*Assignment:* The data below holds the lines to copy: everything from the line containing "fn attach(pid: u32)" to the line containing "buf: &[u8]) -> Result<(), DebugError>;", both ends included, set down exactly.

========================================================================

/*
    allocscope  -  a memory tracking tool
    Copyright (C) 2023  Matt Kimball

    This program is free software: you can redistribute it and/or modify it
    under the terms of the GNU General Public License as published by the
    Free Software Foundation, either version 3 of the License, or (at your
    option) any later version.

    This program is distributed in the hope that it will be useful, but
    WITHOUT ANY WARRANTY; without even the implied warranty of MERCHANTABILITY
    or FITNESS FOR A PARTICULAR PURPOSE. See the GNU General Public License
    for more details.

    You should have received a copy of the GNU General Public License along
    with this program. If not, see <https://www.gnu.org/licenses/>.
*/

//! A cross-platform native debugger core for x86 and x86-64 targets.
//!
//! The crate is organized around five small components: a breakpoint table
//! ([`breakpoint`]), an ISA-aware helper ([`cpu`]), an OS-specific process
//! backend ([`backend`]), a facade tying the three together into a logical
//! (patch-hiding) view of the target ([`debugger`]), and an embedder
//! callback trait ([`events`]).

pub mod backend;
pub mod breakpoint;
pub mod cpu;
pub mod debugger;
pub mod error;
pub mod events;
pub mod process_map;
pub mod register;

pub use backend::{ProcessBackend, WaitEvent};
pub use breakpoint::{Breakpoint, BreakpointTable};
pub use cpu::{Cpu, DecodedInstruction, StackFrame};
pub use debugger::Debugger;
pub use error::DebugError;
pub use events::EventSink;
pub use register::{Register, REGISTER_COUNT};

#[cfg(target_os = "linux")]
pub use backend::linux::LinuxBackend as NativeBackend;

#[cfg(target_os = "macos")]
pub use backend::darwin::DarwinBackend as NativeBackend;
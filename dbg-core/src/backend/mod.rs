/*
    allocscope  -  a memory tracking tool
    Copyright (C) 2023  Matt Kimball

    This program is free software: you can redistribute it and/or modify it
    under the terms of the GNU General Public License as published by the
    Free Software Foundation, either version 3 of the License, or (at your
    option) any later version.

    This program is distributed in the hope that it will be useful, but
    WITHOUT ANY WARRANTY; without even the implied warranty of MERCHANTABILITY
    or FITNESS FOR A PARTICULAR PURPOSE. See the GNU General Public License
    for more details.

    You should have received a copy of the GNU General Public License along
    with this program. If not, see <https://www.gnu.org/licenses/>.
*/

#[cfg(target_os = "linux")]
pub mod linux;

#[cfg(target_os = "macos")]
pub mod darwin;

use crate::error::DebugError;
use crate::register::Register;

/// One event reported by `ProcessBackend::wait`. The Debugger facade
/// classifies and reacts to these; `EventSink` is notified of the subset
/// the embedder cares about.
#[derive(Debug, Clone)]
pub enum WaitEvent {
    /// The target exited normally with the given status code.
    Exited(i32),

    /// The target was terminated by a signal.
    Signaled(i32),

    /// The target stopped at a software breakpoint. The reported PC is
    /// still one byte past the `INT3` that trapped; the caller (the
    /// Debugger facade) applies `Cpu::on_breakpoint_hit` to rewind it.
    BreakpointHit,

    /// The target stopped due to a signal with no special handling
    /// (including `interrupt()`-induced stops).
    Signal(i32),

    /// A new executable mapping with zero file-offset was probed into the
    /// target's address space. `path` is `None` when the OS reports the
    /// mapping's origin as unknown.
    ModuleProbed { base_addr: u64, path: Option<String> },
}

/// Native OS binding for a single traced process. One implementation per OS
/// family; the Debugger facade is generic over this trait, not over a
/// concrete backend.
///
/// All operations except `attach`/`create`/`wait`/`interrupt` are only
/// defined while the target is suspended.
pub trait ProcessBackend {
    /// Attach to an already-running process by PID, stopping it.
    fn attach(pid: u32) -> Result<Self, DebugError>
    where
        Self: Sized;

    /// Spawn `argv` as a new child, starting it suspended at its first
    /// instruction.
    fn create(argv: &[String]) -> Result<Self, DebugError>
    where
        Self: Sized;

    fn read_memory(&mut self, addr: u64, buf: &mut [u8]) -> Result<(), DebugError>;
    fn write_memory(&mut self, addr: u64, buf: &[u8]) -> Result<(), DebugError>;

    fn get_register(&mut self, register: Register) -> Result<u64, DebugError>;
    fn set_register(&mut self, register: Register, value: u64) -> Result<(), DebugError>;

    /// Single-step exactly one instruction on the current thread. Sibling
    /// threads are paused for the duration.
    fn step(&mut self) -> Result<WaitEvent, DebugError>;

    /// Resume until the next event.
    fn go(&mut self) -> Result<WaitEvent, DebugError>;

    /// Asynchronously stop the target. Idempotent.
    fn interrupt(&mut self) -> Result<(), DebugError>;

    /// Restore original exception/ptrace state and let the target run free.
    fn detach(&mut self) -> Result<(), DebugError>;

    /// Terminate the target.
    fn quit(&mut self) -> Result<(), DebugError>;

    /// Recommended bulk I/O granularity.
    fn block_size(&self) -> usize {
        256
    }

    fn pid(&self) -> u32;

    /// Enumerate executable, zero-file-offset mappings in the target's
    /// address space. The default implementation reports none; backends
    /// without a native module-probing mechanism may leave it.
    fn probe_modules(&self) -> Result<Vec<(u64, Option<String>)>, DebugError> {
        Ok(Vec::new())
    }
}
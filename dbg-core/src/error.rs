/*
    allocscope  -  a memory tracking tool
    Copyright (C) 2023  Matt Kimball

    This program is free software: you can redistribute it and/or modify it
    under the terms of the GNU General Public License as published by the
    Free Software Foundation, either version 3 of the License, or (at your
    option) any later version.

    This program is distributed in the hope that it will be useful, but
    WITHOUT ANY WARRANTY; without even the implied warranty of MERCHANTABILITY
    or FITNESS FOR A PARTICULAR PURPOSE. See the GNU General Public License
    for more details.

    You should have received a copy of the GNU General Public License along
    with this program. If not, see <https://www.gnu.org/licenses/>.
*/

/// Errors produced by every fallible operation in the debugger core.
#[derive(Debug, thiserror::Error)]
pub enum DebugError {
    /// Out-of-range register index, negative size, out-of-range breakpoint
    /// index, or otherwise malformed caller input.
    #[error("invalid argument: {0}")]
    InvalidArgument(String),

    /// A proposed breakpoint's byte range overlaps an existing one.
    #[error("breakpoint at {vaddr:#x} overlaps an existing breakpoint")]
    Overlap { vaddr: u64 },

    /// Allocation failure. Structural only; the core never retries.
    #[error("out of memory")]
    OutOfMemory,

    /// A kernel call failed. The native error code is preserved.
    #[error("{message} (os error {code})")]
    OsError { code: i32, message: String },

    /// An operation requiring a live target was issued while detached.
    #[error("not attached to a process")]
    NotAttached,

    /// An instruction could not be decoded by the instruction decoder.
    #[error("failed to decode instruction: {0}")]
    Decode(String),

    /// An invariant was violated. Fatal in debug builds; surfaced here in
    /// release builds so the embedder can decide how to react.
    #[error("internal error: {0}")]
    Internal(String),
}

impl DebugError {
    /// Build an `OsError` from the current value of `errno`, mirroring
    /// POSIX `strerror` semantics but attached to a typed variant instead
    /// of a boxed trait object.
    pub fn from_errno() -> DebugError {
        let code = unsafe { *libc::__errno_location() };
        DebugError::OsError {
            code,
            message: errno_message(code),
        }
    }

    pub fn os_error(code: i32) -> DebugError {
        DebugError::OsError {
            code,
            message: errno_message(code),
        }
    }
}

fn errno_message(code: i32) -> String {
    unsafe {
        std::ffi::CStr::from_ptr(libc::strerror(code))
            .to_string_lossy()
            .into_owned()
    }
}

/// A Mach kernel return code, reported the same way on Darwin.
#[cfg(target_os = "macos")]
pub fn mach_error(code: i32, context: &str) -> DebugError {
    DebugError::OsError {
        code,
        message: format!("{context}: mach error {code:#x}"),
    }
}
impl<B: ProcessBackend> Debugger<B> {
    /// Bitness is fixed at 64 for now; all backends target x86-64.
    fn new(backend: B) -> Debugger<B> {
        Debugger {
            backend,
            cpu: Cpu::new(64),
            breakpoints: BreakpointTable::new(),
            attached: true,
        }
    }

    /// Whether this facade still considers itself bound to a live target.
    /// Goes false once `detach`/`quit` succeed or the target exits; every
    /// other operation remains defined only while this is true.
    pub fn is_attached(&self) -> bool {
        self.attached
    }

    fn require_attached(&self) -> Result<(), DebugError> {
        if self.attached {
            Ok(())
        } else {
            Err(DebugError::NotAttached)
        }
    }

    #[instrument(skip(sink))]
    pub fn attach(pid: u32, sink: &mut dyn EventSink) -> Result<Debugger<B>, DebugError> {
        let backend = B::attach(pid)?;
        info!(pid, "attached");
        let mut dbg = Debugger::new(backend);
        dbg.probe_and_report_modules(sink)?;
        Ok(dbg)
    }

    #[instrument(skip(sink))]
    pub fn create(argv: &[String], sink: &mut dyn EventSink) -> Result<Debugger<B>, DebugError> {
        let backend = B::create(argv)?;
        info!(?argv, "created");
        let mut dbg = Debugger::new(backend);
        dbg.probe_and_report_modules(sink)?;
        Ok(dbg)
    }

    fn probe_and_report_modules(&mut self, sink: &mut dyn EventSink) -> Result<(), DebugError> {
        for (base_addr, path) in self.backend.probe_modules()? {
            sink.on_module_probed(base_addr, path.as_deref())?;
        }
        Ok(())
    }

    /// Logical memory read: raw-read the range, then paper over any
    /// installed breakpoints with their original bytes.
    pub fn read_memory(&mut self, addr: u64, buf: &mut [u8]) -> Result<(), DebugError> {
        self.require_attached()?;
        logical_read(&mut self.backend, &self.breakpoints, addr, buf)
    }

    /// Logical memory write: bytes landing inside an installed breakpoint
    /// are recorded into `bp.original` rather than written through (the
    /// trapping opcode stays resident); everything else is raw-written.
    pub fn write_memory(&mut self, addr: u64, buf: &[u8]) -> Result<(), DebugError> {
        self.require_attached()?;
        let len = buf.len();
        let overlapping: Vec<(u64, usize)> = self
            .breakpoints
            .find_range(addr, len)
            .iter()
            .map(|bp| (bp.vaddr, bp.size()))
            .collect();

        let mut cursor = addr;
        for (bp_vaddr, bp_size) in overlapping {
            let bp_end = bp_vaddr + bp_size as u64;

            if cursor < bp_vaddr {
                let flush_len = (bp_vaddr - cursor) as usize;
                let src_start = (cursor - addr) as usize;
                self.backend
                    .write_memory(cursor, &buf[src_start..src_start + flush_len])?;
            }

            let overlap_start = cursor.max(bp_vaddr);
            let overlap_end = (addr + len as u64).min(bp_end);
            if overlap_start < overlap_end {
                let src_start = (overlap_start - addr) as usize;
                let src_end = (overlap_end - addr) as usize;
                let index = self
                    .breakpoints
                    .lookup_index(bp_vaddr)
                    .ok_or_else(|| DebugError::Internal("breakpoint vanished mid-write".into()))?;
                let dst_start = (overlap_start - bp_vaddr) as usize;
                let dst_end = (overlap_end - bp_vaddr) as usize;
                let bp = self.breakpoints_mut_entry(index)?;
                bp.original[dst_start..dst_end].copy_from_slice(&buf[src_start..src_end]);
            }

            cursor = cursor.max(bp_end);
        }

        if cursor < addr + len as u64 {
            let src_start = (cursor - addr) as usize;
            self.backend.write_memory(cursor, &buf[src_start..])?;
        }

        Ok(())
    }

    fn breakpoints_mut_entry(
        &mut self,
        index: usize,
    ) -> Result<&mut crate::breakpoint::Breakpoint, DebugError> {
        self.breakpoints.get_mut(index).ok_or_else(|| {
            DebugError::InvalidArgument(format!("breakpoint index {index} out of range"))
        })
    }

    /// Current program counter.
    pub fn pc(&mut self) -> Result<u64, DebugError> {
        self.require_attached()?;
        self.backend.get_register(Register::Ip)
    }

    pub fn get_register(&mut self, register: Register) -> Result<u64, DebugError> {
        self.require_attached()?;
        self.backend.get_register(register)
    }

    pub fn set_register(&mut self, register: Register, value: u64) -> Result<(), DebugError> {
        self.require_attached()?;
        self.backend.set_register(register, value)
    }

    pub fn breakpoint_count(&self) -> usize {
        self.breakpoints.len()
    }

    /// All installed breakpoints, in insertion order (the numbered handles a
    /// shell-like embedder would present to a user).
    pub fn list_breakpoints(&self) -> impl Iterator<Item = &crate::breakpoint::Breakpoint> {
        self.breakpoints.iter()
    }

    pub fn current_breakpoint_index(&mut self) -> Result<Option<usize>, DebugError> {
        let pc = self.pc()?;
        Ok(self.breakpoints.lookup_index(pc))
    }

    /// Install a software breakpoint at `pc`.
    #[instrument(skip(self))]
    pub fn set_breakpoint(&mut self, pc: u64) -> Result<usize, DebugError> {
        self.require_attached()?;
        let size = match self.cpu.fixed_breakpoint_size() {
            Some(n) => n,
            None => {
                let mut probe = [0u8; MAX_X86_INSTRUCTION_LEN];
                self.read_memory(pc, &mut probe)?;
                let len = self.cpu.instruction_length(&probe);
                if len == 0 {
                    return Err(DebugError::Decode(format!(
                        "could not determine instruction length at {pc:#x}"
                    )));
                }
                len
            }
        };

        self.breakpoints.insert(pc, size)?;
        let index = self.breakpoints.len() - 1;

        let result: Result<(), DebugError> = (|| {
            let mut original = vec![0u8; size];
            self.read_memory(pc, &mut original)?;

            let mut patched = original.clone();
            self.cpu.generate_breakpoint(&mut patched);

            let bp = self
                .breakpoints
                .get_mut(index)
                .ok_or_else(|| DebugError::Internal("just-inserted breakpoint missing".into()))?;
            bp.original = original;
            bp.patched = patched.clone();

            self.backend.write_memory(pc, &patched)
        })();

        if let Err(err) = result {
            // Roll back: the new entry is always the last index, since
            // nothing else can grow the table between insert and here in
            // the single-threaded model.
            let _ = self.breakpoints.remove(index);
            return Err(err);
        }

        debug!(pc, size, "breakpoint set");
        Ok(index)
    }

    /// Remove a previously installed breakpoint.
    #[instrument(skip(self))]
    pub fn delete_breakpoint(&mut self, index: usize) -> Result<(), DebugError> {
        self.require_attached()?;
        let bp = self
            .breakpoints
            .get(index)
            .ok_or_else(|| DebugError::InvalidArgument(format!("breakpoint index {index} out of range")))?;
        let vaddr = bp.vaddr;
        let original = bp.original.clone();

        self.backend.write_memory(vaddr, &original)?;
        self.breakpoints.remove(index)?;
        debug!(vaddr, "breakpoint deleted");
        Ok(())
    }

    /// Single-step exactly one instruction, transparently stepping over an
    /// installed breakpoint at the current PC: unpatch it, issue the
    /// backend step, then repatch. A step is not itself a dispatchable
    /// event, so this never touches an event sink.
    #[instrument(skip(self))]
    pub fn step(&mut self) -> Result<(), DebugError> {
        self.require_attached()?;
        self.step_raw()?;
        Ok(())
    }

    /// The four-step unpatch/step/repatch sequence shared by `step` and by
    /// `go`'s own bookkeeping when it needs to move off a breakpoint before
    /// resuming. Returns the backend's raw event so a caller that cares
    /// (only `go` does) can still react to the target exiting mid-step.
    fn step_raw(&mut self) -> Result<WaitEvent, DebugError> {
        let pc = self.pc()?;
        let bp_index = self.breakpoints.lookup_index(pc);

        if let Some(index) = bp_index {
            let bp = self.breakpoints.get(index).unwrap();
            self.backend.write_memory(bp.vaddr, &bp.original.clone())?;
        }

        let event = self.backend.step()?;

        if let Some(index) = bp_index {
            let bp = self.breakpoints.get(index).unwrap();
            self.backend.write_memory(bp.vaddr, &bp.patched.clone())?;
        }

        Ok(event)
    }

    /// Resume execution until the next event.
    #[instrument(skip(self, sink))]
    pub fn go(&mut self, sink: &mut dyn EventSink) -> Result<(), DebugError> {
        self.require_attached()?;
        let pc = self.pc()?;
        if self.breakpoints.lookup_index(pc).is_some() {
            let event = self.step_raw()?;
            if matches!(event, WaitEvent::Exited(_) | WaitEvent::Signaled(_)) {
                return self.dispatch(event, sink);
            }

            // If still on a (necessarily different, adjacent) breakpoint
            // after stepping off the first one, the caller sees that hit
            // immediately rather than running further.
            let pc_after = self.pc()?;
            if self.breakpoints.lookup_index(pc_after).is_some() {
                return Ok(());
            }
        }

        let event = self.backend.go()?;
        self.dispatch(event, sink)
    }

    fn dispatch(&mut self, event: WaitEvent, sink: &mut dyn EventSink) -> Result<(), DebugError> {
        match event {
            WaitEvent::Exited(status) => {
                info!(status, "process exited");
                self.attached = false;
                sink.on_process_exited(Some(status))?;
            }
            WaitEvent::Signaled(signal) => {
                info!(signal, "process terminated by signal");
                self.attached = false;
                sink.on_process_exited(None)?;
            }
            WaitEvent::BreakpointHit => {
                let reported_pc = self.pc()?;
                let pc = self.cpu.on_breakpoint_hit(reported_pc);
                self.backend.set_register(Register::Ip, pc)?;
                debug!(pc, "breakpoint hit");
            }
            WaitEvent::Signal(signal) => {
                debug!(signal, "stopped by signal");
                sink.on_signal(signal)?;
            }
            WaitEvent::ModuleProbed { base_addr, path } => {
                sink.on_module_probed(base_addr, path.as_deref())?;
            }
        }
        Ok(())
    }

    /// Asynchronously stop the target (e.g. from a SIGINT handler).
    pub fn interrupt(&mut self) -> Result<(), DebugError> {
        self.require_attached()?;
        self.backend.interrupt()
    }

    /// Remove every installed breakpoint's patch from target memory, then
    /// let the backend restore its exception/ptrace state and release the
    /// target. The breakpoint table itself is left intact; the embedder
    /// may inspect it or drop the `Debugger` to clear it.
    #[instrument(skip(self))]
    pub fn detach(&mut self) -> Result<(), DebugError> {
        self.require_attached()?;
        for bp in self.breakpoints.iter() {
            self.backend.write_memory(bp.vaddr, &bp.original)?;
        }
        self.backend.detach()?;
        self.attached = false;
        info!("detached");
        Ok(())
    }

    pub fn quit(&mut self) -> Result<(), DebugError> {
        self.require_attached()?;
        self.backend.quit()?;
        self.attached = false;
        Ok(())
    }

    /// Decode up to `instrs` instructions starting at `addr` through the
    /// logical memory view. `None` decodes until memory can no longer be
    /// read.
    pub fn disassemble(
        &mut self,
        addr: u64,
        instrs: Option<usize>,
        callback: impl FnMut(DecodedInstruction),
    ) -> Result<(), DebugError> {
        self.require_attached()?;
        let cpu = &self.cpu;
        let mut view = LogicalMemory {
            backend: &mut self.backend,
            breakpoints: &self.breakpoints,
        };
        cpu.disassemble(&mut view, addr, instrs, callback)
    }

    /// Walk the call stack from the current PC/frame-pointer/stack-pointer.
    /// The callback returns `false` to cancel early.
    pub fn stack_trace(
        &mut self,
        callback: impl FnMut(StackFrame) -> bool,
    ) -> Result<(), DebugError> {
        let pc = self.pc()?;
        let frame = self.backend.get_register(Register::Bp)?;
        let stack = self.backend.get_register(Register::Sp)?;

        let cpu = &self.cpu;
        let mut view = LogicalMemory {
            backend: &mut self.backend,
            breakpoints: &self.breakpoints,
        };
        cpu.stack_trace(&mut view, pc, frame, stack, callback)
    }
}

========================================================================

*Answer space:*
    fn attach(pid: u32) -> Result<Self, DebugError>
    where
        Self: Sized;

    /// Spawn `argv` as a new child, starting it suspended at its first
    /// instruction.
    fn create(argv: &[String]) -> Result<Self, DebugError>
    where
        Self: Sized;

    fn read_memory(&mut self, addr: u64, buf: &mut [u8]) -> Result<(), DebugError>;
    fn write_memory(&mut self, addr: u64, buf: &[u8]) -> Result<(), DebugError>;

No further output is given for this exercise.